In the intended reforms in the Social Health Insurance Bill, 2023, Ruto wants to replace the corruption-ridden NHIF with a Social Health Insurance Fund and reform its operations.
NHIF has been on the spot for poor services despite the monthly collections, something that has forced many able Kenyans to seek the services of private health issuance firms and condemned the poor to suffering.
Already, the government has increased contributions towards a National Social Health Insurance Fund (NSSF) to at least Sh2,000 from Sh200.
The envisioned reforms come hot on the heels of the operation of the controversial Finance Act, 2023.
The Act introduced, among other measures, a mandatory deduction of 1.5 per cent of workers’ salary as a housing levy which is matched by the employer.
Ruto plans to use the revenue generated from the new levy to roll out ambitious housing projects he hopes will create jobs, bridge housing shortage and boost manufacturing.
The Act also doubled the VAT on fuel to 16 per cent and imposed a minimum tax of three per cent on small businesses making between Sh500,000 – an average of Sh1,300 a day – and Sh25 million.
The taxes have been vigorously opposed by the general public – civil servants, the opposition and other groups – as insensitive at a time when Kenyans are struggling with the high cost of living.
“It is even more shocking that a regime that rode to office promising to lessen the burden on the so-called hustlers, mama mboga, watu wa mjengo, can turn its back so soon on the people,” opposition chief Raila Odinga said of the taxes.
Raila accused President Ruto of betraying the hustlers who elected him.
Political risk analyst Dismus Mokua said Ruto’s reforms have a high probability of succeeding as the President has directly engaged the public, partners and Parliament in the formulation of his programmes and policies.
“President Ruto’s reforms have received Legislature support. Ruto has offered leadership by asking Parliament to allocate resources and he has put together a team to deliver on the Kenya Kwanza manifesto,” he said.
Mokua said that the “minimal opposition” from the NGO elites will not frustrate the President’s reform agenda, as most of them are anchored in law.
“Kenya Kwanza’s reforms and agenda are now part of the legal framework as captured in budget statement and relevant acts of Parliament,” he said.
Last week, the president vowed to crush the sugar cartels that have wrecked sugar factories in Western region.
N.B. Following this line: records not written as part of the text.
use std::fs;
use std::path::{Path, PathBuf};

use anyhow::{Context, Result};
use serde::Deserialize;

use crate::utils::file::{expand_path, profile_dir};

use super::cli::CliConfig;
use super::constants::{CONFIG_FILE_NAME, DEFAULT_HOST, DEFAULT_PORT, SQLITE_MAX_CONNECTIONS};

// =============================================================================
// File Config Structs (JSON config file, every field optional)
// =============================================================================

/// Server configuration section
#[derive(Debug, Default, Clone, Deserialize)]
pub struct ServerFileConfig {
    pub host: Option<String>,
    pub port: Option<u16>,
}

/// Database configuration section
#[derive(Debug, Default, Clone, Deserialize)]
pub struct DatabaseFileConfig {
    /// SQLite file path (defaults to the data directory)
    pub path: Option<String>,
    pub max_connections: Option<u32>,
}

/// File-based configuration (JSON)
#[derive(Debug, Default, Deserialize)]
pub struct FileConfig {
    pub server: Option<ServerFileConfig>,
    pub database: Option<DatabaseFileConfig>,
    pub debug: Option<bool>,
    #[serde(flatten)]
    pub extra: serde_json::Value,
}

impl FileConfig {
    /// Load configuration from a JSON file
    fn load_from_file(path: &Path) -> Result<Self> {
        tracing::debug!(path = %path.display(), "Loading config file");
        let content = fs::read_to_string(path)
            .with_context(|| format!("Failed to read config file: {}", path.display()))?;
        let config: Self = serde_json::from_str(&content)
            .with_context(|| format!("Failed to parse config file: {}", path.display()))?;
        tracing::trace!(config = ?config, "Parsed config file");
        Ok(config)
    }

    /// Names of top-level fields this build does not understand
    fn unknown_fields(&self) -> Vec<&str> {
        match &self.extra {
            serde_json::Value::Object(map) => map.keys().map(String::as_str).collect(),
            _ => Vec::new(),
        }
    }

    fn warn_unknown_fields(&self) {
        let unknown = self.unknown_fields();
        if !unknown.is_empty() {
            tracing::warn!(
                fields = %unknown.join(", "),
                "Unknown fields in config file (possible typos)"
            );
        }
    }

    /// Merge another FileConfig into this one (other takes precedence)
    fn merge(&mut self, other: FileConfig) {
        if let Some(server) = other.server {
            let current = self.server.get_or_insert_with(ServerFileConfig::default);
            if server.host.is_some() {
                tracing::trace!(host = ?server.host, "Merging server.host");
                current.host = server.host;
            }
            if server.port.is_some() {
                tracing::trace!(port = ?server.port, "Merging server.port");
                current.port = server.port;
            }
        }

        if let Some(database) = other.database {
            let current = self.database.get_or_insert_with(DatabaseFileConfig::default);
            if database.path.is_some() {
                tracing::trace!(path = ?database.path, "Merging database.path");
                current.path = database.path;
            }
            if database.max_connections.is_some() {
                tracing::trace!(
                    max_connections = ?database.max_connections,
                    "Merging database.max_connections"
                );
                current.max_connections = database.max_connections;
            }
        }

        if other.debug.is_some() {
            self.debug = other.debug;
        }
    }
}

// =============================================================================
// Runtime Config Structs (final merged configuration)
// =============================================================================

/// Server configuration
#[derive(Debug, Clone, PartialEq, Eq)]
pub struct ServerConfig {
    pub host: String,
    pub port: u16,
}

impl Default for ServerConfig {
    fn default() -> Self {
        Self {
            host: DEFAULT_HOST.to_string(),
            port: DEFAULT_PORT,
        }
    }
}

/// Database configuration
#[derive(Debug, Clone, PartialEq, Eq)]
pub struct DatabaseConfig {
    /// Explicit database file; `None` places it under the data directory
    pub path: Option<PathBuf>,
    pub max_connections: u32,
}

/// Final merged application configuration
#[derive(Debug, Clone)]
pub struct AppConfig {
    pub server: ServerConfig,
    pub database: DatabaseConfig,
    pub debug: bool,
}

impl AppConfig {
    /// Load configuration from all sources
    ///
    /// Priority (lowest to highest):
    /// 1. Defaults
    /// 2. Profile directory config (~/.im/im.json)
    /// 3. Local directory config OR CLI-specified config path
    /// 4. CLI arguments (which include env var fallbacks via clap)
    pub fn load(cli: &CliConfig) -> Result<Self> {
        tracing::debug!("Loading application configuration");
        tracing::trace!(cli = ?cli, "CLI config");

        let mut file_config = FileConfig::default();
        let mut found_configs: Vec<String> = Vec::new();

        if let Some(profile_path) = get_profile_config_path()
            && profile_path.exists()
        {
            let profile_config = FileConfig::load_from_file(&profile_path)?;
            profile_config.warn_unknown_fields();
            file_config.merge(profile_config);
            found_configs.push(profile_path.display().to_string());
        }

        let overlay_path = if let Some(ref path) = cli.config {
            let expanded = expand_path(&path.to_string_lossy());
            if !expanded.exists() {
                anyhow::bail!("Config file not found: {}", expanded.display());
            }
            Some(expanded)
        } else {
            let local = PathBuf::from(CONFIG_FILE_NAME);
            local.exists().then_some(local)
        };

        if let Some(path) = overlay_path {
            let overlay_config = FileConfig::load_from_file(&path)?;
            overlay_config.warn_unknown_fields();
            file_config.merge(overlay_config);
            found_configs.push(path.display().to_string());
        }

        tracing::debug!(configs = ?found_configs, "Config files loaded");

        let config = Self::from_layers(cli, file_config);
        config.validate()?;

        tracing::debug!(
            host = %config.server.host,
            port = config.server.port,
            db_path = ?config.database.path,
            db_max_connections = config.database.max_connections,
            debug = config.debug,
            "Configuration loaded"
        );

        Ok(config)
    }

    /// Layer defaults -> merged file config -> CLI/env overrides
    fn from_layers(cli: &CliConfig, file_config: FileConfig) -> Self {
        let file_server = file_config.server.unwrap_or_default();
        let file_database = file_config.database.unwrap_or_default();

        let host = cli
            .host
            .clone()
            .or(file_server.host)
            .unwrap_or_else(|| DEFAULT_HOST.to_string());

        let port = cli.port.or(file_server.port).unwrap_or(DEFAULT_PORT);

        let path = cli
            .db_path
            .as_ref()
            .map(|p| expand_path(&p.to_string_lossy()))
            .or_else(|| file_database.path.as_deref().map(expand_path));

        let max_connections = cli
            .db_max_connections
            .or(file_database.max_connections)
            .unwrap_or(SQLITE_MAX_CONNECTIONS);

        // --debug can only turn debug on
        let debug = cli.debug || file_config.debug.unwrap_or(false);

        Self {
            server: ServerConfig { host, port },
            database: DatabaseConfig {
                path,
                max_connections,
            },
            debug,
        }
    }

    /// Validate the configuration for consistency and correctness
    fn validate(&self) -> Result<()> {
        if self.server.host.trim().is_empty() {
            anyhow::bail!("Configuration error: server.host must not be empty");
        }

        // Port 0 would bind a random port the client cannot know
        if self.server.port == 0 {
            anyhow::bail!("Configuration error: server.port must be greater than 0");
        }

        if self.database.max_connections == 0 {
            anyhow::bail!("Configuration error: database.max_connections must be greater than 0");
        }

        if is_all_interfaces(&self.server.host) {
            tracing::warn!(
                host = %self.server.host,
                "Binding to all network interfaces. The identity API has no authentication."
            );
        }

        Ok(())
    }
}

/// Get the profile config path (~/.im/im.json)
fn get_profile_config_path() -> Option<PathBuf> {
    profile_dir().map(|dir| dir.join(CONFIG_FILE_NAME))
}

/// Check if host binds to all network interfaces
pub fn is_all_interfaces(host: &str) -> bool {
    matches!(host, "0.0.0.0" | "::" | "[::]")
}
Revival of the factories had been the economic hope for residents.
State-owned companies led by the once-giant Mumia sugar have been on their deathbeds in virtual destruction the President attributes to cartels.
A blunt and forceful Ruto on Sunday demanded that two investors fighting for control of Mumias Sugar Company must cease, pack up and move out.
“We have told those people to move out. Mumias belongs to the people and we shall plan for the revival of the sugar mill afresh,” he said.
“This time around, we must get it right. We can’t play another poker game here of bringing Kenyans' money and it gets lost,” he said.
Already, tycoon businessman Jaswant Rai has withdrawn cases against Mumias after the President told him to do so, go to jail, leave Kenya or be taken to heaven, a euphemism for death.
“The corrupt, the thieves, the people who steal the future of our children. They must leave Kenya or they will go to jail or they have the option of going to heaven,” the President pledged.
Deputy President Rigathi Gachagua has been leading government initiatives to institute reforms in tea and coffee sectors.